Nonallergic rhinitis includes infectious rhinitis, rhinitis medicamentosa, rhinitis of pregnancy, or vasomotor rhinitis.
Drug-induced (rebound rhinitis; rhinitis medicamentosa)—caused by excessive use of topical nasal decongestants. These products include oxymetazoline and phenylephrine. Many systemic medications may induce nasal congestion and stuffiness and include specific beta blockers, antihypertensives, and antidepressants.
Vasomotor rhinitis—consists of symptoms caused by autonomic instability with disruption of the normal balance of sympathetic and parasympathetic innervation. This produces nasal congestion, rhinorrhea, and postnasal drip. Symptoms may be manifested on exposure to cold weather or eating spicy, hot, or cold foods (gustatory rhinitis).
Rhinitis of pregnancy—nasal congestion resulting from estrogen-mediated mucosal engorgement, especially in the last trimesters of pregnancy, may also occur with oral contraceptive use, postmenopausal estrogen therapy, and during the last portion of the menstrual cycle. Edema of the nasal mucosa and turbinate congestion occur.

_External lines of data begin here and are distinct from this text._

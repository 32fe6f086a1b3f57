//! Repository layer over the annotation store.
//!
//! # Responsibility
//! - Define the key-value contract the service depends on.
//! - Isolate SQLite query details from service orchestration.
//!
//! # Invariants
//! - Repository writes must enforce `Annotation::validate()` before persistence.
//! - Store transport errors surface as `RepoError::Db`, never as validation.

pub mod annotation_repo;
//! Environment-driven server configuration.
//!
//! # Invariants
//! - Unset or blank variables fall back to defaults.
//! - A set but invalid variable is an error, never silently defaulted.

use pointnote_core::default_log_level;
use pointnote_core::logging::{normalize_level, normalize_log_dir};
use std::error::Error;
use std::fmt::{Display, Formatter};
use std::net::SocketAddr;
use std::path::PathBuf;

pub const BIND_ADDR_VAR: &str = "POINTNOTE_BIND_ADDR";
pub const DB_PATH_VAR: &str = "POINTNOTE_DB_PATH";
pub const LOG_LEVEL_VAR: &str = "POINTNOTE_LOG_LEVEL";
pub const LOG_DIR_VAR: &str = "POINTNOTE_LOG_DIR";

const DEFAULT_BIND_ADDR: &str = "127.0.0.1:3000";
const DEFAULT_DB_PATH: &str = "pointnote.sqlite3";

#[derive(Debug, Clone, PartialEq, Eq)]
pub struct ServerConfig {
    pub bind_addr: SocketAddr,
    pub db_path: PathBuf,
    pub log_level: &'static str,
    /// `None` logs to stderr.
    pub log_dir: Option<PathBuf>,
}

/// A configuration variable that is set but unusable.
#[derive(Debug, Clone, PartialEq, Eq)]
pub struct ConfigError {
    pub var: &'static str,
    pub message: String,
}

impl Display for ConfigError {
    fn fmt(&self, f: &mut Formatter<'_>) -> std::fmt::Result {
        write!(f, "invalid {}: {}", self.var, self.message)
    }
}

impl Error for ConfigError {}

impl ServerConfig {
    pub fn from_env() -> Result<Self, ConfigError> {
        Self::from_lookup(|name| std::env::var(name).ok())
    }

    /// Builds the config from an arbitrary variable source.
    pub fn from_lookup(lookup: impl Fn(&str) -> Option<String>) -> Result<Self, ConfigError> {
        let read = |name: &str| {
            lookup(name)
                .map(|value| value.trim().to_string())
                .filter(|value| !value.is_empty())
        };

        let raw_addr = read(BIND_ADDR_VAR).unwrap_or_else(|| DEFAULT_BIND_ADDR.to_string());
        let bind_addr = raw_addr.parse::<SocketAddr>().map_err(|err| ConfigError {
            var: BIND_ADDR_VAR,
            message: format!("`{raw_addr}` is not a socket address ({err})"),
        })?;

        let db_path = PathBuf::from(read(DB_PATH_VAR).unwrap_or_else(|| DEFAULT_DB_PATH.to_string()));

        let log_level = match read(LOG_LEVEL_VAR) {
            Some(level) => normalize_level(&level).map_err(|message| ConfigError {
                var: LOG_LEVEL_VAR,
                message,
            })?,
            None => default_log_level(),
        };

        let log_dir = read(LOG_DIR_VAR)
            .map(|dir| normalize_log_dir(&dir))
            .transpose()
            .map_err(|message| ConfigError {
                var: LOG_DIR_VAR,
                message,
            })?;

        Ok(Self {
            bind_addr,
            db_path,
            log_level,
            log_dir,
        })
    }
}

Nonallergic rhinitis with eosinophilia syndrome—patients have symptoms of rhinitis, negative allergy testing, but large number of eosinophils in nasal secretions. Treatment is similar to those with vasomotor rhinitis.
Manifestations of Allergic Rhinitis
Hypersecretion—wet, running/dripping nose or postnasal drip.
Eyes—edema of the conjunctivae, tearing and itching of the eyes, increase in vascularity, fine allergic shiners or dark staining under eyes.
Nasal cavity—congestion, pressure, or stuffiness (see Figure 17-2). Chronic nasal crusting and erythema around outer nares, turbinates are often swollen, edematous with pale or bluish hue. Allergic salute often seen in children caused by upward lifting of the tip of the nose with the hand.
Oral cavity—chronic mouth breathing, enlarged lymph tissue in the oropharynx, prominent vascularity or cobblestoning in posterior pharynx.